Figures & data
Figure 1 TEM, HRTEM, STEM, and mapping images of collagen fibrils treated with BMS. (a) TEM image of Ce-collagen fibrils after incubation for 3 d, revealing high electron density. (b) After 7 d of incubation, mineral deposition within collagen fibrils could be observed. (c) Dense minerals deposited within Ce-collagen fibrils after 14 d. (d) HRTEM image reveals intrafibrillar mineralization after 14 d. (e) The SEAD pattern unravels the mineral form within the Ce-collagen fibrils with 111, 220 and 311 diffraction rings. (f) HRTEM image shows the typical interplanar spacing: 3.19 Å. (g) The STEM image of the mineralized collagen and elemental mapping reveals the even distribution of the elements. The scale bars for each figure are located at the corner of the panels.
Figure 2 TEM, HRTEM, FTIR and XPS images of collagen membranes treated with BMS. (a) TEM image of pure collagen membranes reveals low electron density, while the inset SAED image shows the amorphous state. (b) Dense minerals were deposited within Ce-collagen fibrils after 14 d, with the SAED pattern unraveling the mineral form within the collagen fibrils (inset). (c) HRTEM image that reveals the crystal spacing of crystals within collagen. (d) FTIR spectra of Ce-collagen membranes after incubation for 14 d demonstrate that the mineralized crystals are identical to cerium oxide. (e) The XPS images of Ce-collagen membranes after incubation for 7 and 14 d. The scale bars are marked in the corner of the panels.

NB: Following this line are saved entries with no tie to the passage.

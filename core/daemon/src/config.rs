//! Daemon configuration: optional TOML file plus environment overrides.
//!
//! Precedence per setting: environment variable, then `daemon.toml`, then the
//! default under `~/.playtime/`.

use serde::Deserialize;
use std::env;
use std::path::{Path, PathBuf};

pub const CONFIG_ENV: &str = "PLAYTIME_CONFIG";
pub const DATA_FILE_ENV: &str = "PLAYTIME_DATA_FILE";
pub const SOCKET_ENV: &str = "PLAYTIME_SOCKET";

const HOME_DIR_NAME: &str = ".playtime";
const CONFIG_FILE_NAME: &str = "daemon.toml";
const DATA_FILE_NAME: &str = "game_data.json";
const SOCKET_NAME: &str = "daemon.sock";

#[derive(Debug, Clone, Default, PartialEq, Eq, Deserialize)]
#[serde(default)]
pub struct DaemonConfig {
    pub data_file: Option<PathBuf>,
    pub socket_path: Option<PathBuf>,
}

#[derive(Debug, Clone, PartialEq, Eq)]
pub struct ResolvedPaths {
    pub data_file: PathBuf,
    pub socket_path: PathBuf,
}

pub fn playtime_home() -> Result<PathBuf, String> {
    let home = dirs::home_dir().ok_or_else(|| "Home directory not found".to_string())?;
    Ok(home.join(HOME_DIR_NAME))
}

fn default_config_path() -> Result<PathBuf, String> {
    if let Ok(path) = env::var(CONFIG_ENV) {
        return Ok(PathBuf::from(path));
    }
    Ok(playtime_home()?.join(CONFIG_FILE_NAME))
}

pub fn load_config(path: Option<PathBuf>) -> Result<DaemonConfig, String> {
    let config_path = match path {
        Some(path) => path,
        None => default_config_path()?,
    };

    if !config_path.exists() {
        return Ok(DaemonConfig::default());
    }

    let content = fs_err::read_to_string(&config_path).map_err(|err| {
        format!(
            "Failed to read daemon config {}: {}",
            config_path.display(),
            err
        )
    })?;
    toml::from_str::<DaemonConfig>(&content).map_err(|err| {
        format!(
            "Failed to parse daemon config {}: {}",
            config_path.display(),
            err
        )
    })
}

pub fn resolve_paths(config: &DaemonConfig) -> Result<ResolvedPaths, String> {
    let home = playtime_home()?;
    Ok(resolve_paths_with(config, &home, |key| env::var(key).ok()))
}

fn resolve_paths_with<F>(config: &DaemonConfig, home: &Path, lookup: F) -> ResolvedPaths
where
    F: Fn(&str) -> Option<String>,
{
    let data_file = lookup(DATA_FILE_ENV)
        .filter(|value| !value.trim().is_empty())
        .map(PathBuf::from)
        .or_else(|| config.data_file.clone())
        .unwrap_or_else(|| home.join(DATA_FILE_NAME));
    let socket_path = lookup(SOCKET_ENV)
        .filter(|value| !value.trim().is_empty())
        .map(PathBuf::from)
        .or_else(|| config.socket_path.clone())
        .unwrap_or_else(|| home.join(SOCKET_NAME));

    ResolvedPaths {
        data_file,
        socket_path,
    }
}
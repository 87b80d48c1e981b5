//! Client helper for talking to the playtime daemon.
//!
//! The daemon is the only writer. Failures are surfaced to the caller; there
//! is no local fallback.

use chrono::Utc;
use playtime_daemon_protocol::{
    CommandEvent, CommandReply, Method, PresenceUpdate, Request, Response, MAX_REQUEST_BYTES,
    PROTOCOL_VERSION,
};
use rand::RngCore;
use serde_json::Value;
use std::env;
use std::io::{Read, Write};
use std::os::unix::net::UnixStream;
use std::path::{Path, PathBuf};
use std::time::Duration;

const SOCKET_ENV: &str = "PLAYTIME_SOCKET";
const SOCKET_NAME: &str = "daemon.sock";
const READ_TIMEOUT_MS: u64 = 2_000;
const WRITE_TIMEOUT_MS: u64 = 600;
const RETRY_DELAY_MS: u64 = 50;

pub struct DaemonClient {
    socket: PathBuf,
}

impl DaemonClient {
    pub fn new(socket: impl Into<PathBuf>) -> Self {
        Self {
            socket: socket.into(),
        }
    }

    pub fn from_env() -> Result<Self, String> {
        Ok(Self::new(socket_path()?))
    }

    pub fn socket(&self) -> &Path {
        &self.socket
    }

    pub fn health(&self) -> Result<Value, String> {
        self.call(Method::GetHealth, None)
    }

    /// Retries once, only when connecting fails. A request that reached the
    /// socket is never resent.
    pub fn send_presence(&self, update: &PresenceUpdate) -> Result<Value, String> {
        let params = serde_json::to_value(update)
            .map_err(|err| format!("Failed to serialize presence: {}", err))?;
        let request = make_request(Method::Presence, Some(params));

        let stream = match self.connect() {
            Ok(stream) => stream,
            Err(err) => {
                tracing::warn!(
                    error = %err,
                    id = ?request.id,
                    "Failed to reach daemon for presence"
                );
                std::thread::sleep(Duration::from_millis(RETRY_DELAY_MS));
                self.connect().map_err(|retry_err| {
                    tracing::warn!(
                        error = %retry_err,
                        id = ?request.id,
                        "Retry failed reaching daemon for presence"
                    );
                    retry_err
                })?
            }
        };

        into_data(exchange(stream, &request)?)
    }

    pub fn send_command(&self, command: &CommandEvent) -> Result<CommandReply, String> {
        let params = serde_json::to_value(command)
            .map_err(|err| format!("Failed to serialize command: {}", err))?;
        let data = self.call(Method::Command, Some(params))?;
        serde_json::from_value(data).map_err(|err| format!("Unexpected command reply: {}", err))
    }

    pub fn shutdown(&self) -> Result<Value, String> {
        self.call(Method::Shutdown, None)
    }

    fn call(&self, method: Method, params: Option<Value>) -> Result<Value, String> {
        let request = make_request(method, params);
        into_data(exchange(self.connect()?, &request)?)
    }

    fn connect(&self) -> Result<UnixStream, String> {
        UnixStream::connect(&self.socket)
            .map_err(|err| format!("Failed to connect to daemon socket: {}", err))
    }
}

fn make_request(method: Method, params: Option<Value>) -> Request {
    Request {
        protocol_version: PROTOCOL_VERSION,
        method,
        id: Some(make_request_id()),
        params,
    }
}

fn into_data(response: Response) -> Result<Value, String> {
    if response.ok {
        Ok(response.data.unwrap_or(Value::Null))
    } else {
        Err(response
            .error
            .map(|err| format!("{}: {}", err.code, err.message))
            .unwrap_or_else(|| "Unknown daemon error".to_string()))
    }
}

fn exchange(mut stream: UnixStream, request: &Request) -> Result<Response, String> {
    let _ = stream.set_read_timeout(Some(Duration::from_millis(READ_TIMEOUT_MS)));
    let _ = stream.set_write_timeout(Some(Duration::from_millis(WRITE_TIMEOUT_MS)));

    serde_json::to_writer(&mut stream, request)
        .map_err(|err| format!("Failed to write request: {}", err))?;
    stream
        .write_all(b"\n")
        .map_err(|err| format!("Failed to flush request: {}", err))?;
    stream.flush().ok();

    read_response(&mut stream)
}

fn socket_path() -> Result<PathBuf, String> {
    if let Ok(path) = env::var(SOCKET_ENV) {
        return Ok(PathBuf::from(path));
    }
    let home = dirs::home_dir().ok_or_else(|| "Home directory not found".to_string())?;
    Ok(home.join(".playtime").join(SOCKET_NAME))
}

fn read_response(stream: &mut UnixStream) -> Result<Response, String> {
    let mut buffer = Vec::new();
    let mut chunk = [0u8; 4096];

    loop {
        match stream.read(&mut chunk) {
            Ok(0) => break,
            Ok(n) => {
                buffer.extend_from_slice(&chunk[..n]);
                if buffer.len() > MAX_REQUEST_BYTES {
                    return Err("Response exceeded maximum size".to_string());
                }
                if chunk[..n].contains(&b'\n') {
                    break;
                }
            }
            Err(err)
                if err.kind() == std::io::ErrorKind::WouldBlock
                    || err.kind() == std::io::ErrorKind::TimedOut =>
            {
                return Err("Timed out waiting for daemon response".to_string());
            }
            Err(err) => return Err(format!("Failed to read response: {}", err)),
        }
    }

    let newline_index = buffer.iter().position(|b| *b == b'\n');
    let response_bytes = match newline_index {
        Some(index) => &buffer[..index],
        None => buffer.as_slice(),
    };

    if response_bytes.is_empty() {
        return Err("Daemon response was empty".to_string());
    }

    serde_json::from_slice(response_bytes)
        .map_err(|err| format!("Failed to parse response JSON: {}", err))
}

fn make_request_id() -> String {
    let suffix = rand::thread_rng().next_u64();
    format!(
        "req-{}-{}-{:x}",
        Utc::now().timestamp_millis(),
        std::process::id(),
        suffix
    )
}

#[cfg(test)]
mod tests {
    use super::*;
    use playtime_daemon_protocol::{Activity, ActivityTotal};
    use std::os::unix::net::UnixListener;
    use std::sync::{Arc, Mutex};
    use std::thread;

    fn read_request(stream: &mut UnixStream) -> Request {
        let mut buffer = Vec::new();
        let mut chunk = [0u8; 1024];
        loop {
            match stream.read(&mut chunk) {
                Ok(0) => break,
                Ok(n) => {
                    buffer.extend_from_slice(&chunk[..n]);
                    if buffer.contains(&b'\n') {
                        break;
                    }
                }
                Err(_) => break,
            }
        }
        let end = buffer.iter().position(|b| *b == b'\n').unwrap_or(buffer.len());
        serde_json::from_slice(&buffer[..end]).expect("request json")
    }

    /// Serves `responses` in order, one per connection, recording each request.
    fn fake_daemon(
        socket: &Path,
        responses: Vec<Response>,
    ) -> (thread::JoinHandle<()>, Arc<Mutex<Vec<Request>>>) {
        let listener = UnixListener::bind(socket).expect("bind fake daemon");
        let seen = Arc::new(Mutex::new(Vec::new()));
        let seen_clone = Arc::clone(&seen);
        let handle = thread::spawn(move || {
            for response in responses {
                let (mut stream, _) = listener.accept().expect("accept");
                let request = read_request(&mut stream);
                seen_clone.lock().unwrap().push(request);
                serde_json::to_writer(&mut stream, &response).expect("write response");
                stream.write_all(b"\n").expect("newline");
            }
        });
        (handle, seen)
    }

    #[test]
    fn send_command_decodes_reply() {
        let temp = tempfile::tempdir().unwrap();
        let socket = temp.path().join("daemon.sock");
        let reply = CommandReply::Report {
            totals: vec![ActivityTotal {
                activity: "Chess".to_string(),
                seconds: 42.0,
            }],
        };
        let (handle, seen) = fake_daemon(
            &socket,
            vec![Response::ok(None, serde_json::to_value(&reply).unwrap())],
        );

        let client = DaemonClient::new(&socket);
        let decoded = client
            .send_command(&CommandEvent {
                user_id: "1234".to_string(),
                display_name: None,
                content: "!mygames".to_string(),
            })
            .unwrap();
        handle.join().unwrap();

        assert_eq!(decoded, reply);
        let requests = seen.lock().unwrap();
        assert_eq!(requests[0].method, Method::Command);
        assert_eq!(requests[0].protocol_version, PROTOCOL_VERSION);
        assert!(requests[0].id.as_deref().unwrap().starts_with("req-"));
    }

    #[test]
    fn error_response_is_surfaced() {
        let temp = tempfile::tempdir().unwrap();
        let socket = temp.path().join("daemon.sock");
        let (handle, _) = fake_daemon(
            &socket,
            vec![Response::error(None, "invalid_params", "bad payload")],
        );

        let err = DaemonClient::new(&socket).health().unwrap_err();
        handle.join().unwrap();
        assert_eq!(err, "invalid_params: bad payload");
    }

    fn chess_presence() -> PresenceUpdate {
        PresenceUpdate {
            user_id: "1234".to_string(),
            username: None,
            bot: false,
            activities: vec![Activity::game("Chess")],
        }
    }

    #[test]
    fn rejected_presence_is_not_resent() {
        let temp = tempfile::tempdir().unwrap();
        let socket = temp.path().join("daemon.sock");
        let (handle, seen) = fake_daemon(
            &socket,
            vec![Response::error(None, "invalid_params", "bad payload")],
        );

        let err = DaemonClient::new(&socket)
            .send_presence(&chess_presence())
            .unwrap_err();
        handle.join().unwrap();

        assert_eq!(err, "invalid_params: bad payload");
        assert_eq!(seen.lock().unwrap().len(), 1);
    }

    #[test]
    fn presence_retries_when_daemon_comes_up_late() {
        let temp = tempfile::tempdir().unwrap();
        let socket = temp.path().join("daemon.sock");
        let late_socket = socket.clone();
        let late = thread::spawn(move || {
            thread::sleep(Duration::from_millis(RETRY_DELAY_MS / 5));
            fake_daemon(
                &late_socket,
                vec![Response::ok(None, serde_json::json!({"accepted": true}))],
            )
        });

        // Refused until the late daemon binds.
        let client = DaemonClient::new(&socket);
        let data = client.send_presence(&chess_presence()).unwrap();
        let (handle, seen) = late.join().unwrap();
        handle.join().unwrap();

        assert_eq!(data["accepted"], true);
        let requests = seen.lock().unwrap();
        assert_eq!(requests.len(), 1);
        assert_eq!(requests[0].method, Method::Presence);
    }

    #[test]
    fn missing_socket_is_an_error() {
        let temp = tempfile::tempdir().unwrap();
        let client = DaemonClient::new(temp.path().join("absent.sock"));
        assert!(client
            .health()
            .unwrap_err()
            .starts_with("Failed to connect to daemon socket"));
    }
}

Figure 3 TEM, STEM, mapping, SEM, FTIR, and XPS images of dentin treated with BMS. “Re” marked in the panels represents the remineralized dentin, “De” represents demineralized dentin, and “Id” represents intact dentin. ∆ represents the crystals deposited in dentinal tubules and dentin surfaces. (a) The TEM image shows demineralized dentin resulting from treatment with 17% EDTA. (b and c) The TEM image shows dentin treated with BMS for 7 d (b) and 14 d (c). (d) The STEM image and elemental mapping revealed the even distribution of the elements after the demineralized dentin was treated with 17% EDTA and subsequently incubated after 14 days. (e and f) The SEM images of the surface of remineralized dentin. (g) The ATR-FTIR image demonstrates that the mineralized crystals are identical to cerium oxide. (h) The XPS images of 7- and 14-day remineralized dentin. The scale bars are marked in the corner of the panels.
Figure 4 Micro-CT images of root canals treated with EDTA during root canal preparation are presented in (a and b), displaying the longitudinal and cross-sectional sections, respectively. (c and d) show the corresponding images of remineralized root canals. The high-density range of micro-CT images (gray values distributed above 7000) is highlighted in red (e). The density of the remineralized crystal deposit layer on the inner wall of the root canal was higher than natural root canal. (f) High-density mineral deposits can also be observed in the lateral root canals of the teeth. Scale bar: 1 mm.
Figure 5 Optical density of bacterial fluid after adding different concentrations of dextran, cerium nitrate or dextran-cerium nitrate. All data are presented as Mean±S.D. **P<0.01 vs the control group; *P<0.05 vs the control group; ns, not significant.
Figure 6 (a) Representative fluorescence micrographs and count of live/dead E. faecalis in the control group and the remineralized dentin group. The green dots correspond to live E. faecalis, and the red dots indicate dead E. faecalis. Scale Bar: 100 μm. (b) The average number of live/dead bacteria in each selected area of the control group and 14-day remineralized group. All data are presented as Mean±S.D. **P<0.01 vs the control group.
Figure 7 The morphology of Enterococcus faecalis on the surface of untreated dentin (a and b) and remineralized dentin (c and d) was examined using SEM. (a and b) The SEM images depict the approximate number and morphology of E. faecalis on the untreated dentin surface. (c and d) The morphology of E. faecalis on the surface of the remineralized dentin. The white arrows indicate abnormal bulges on the bacterial cell membrane and the ruptured bacterial envelopes.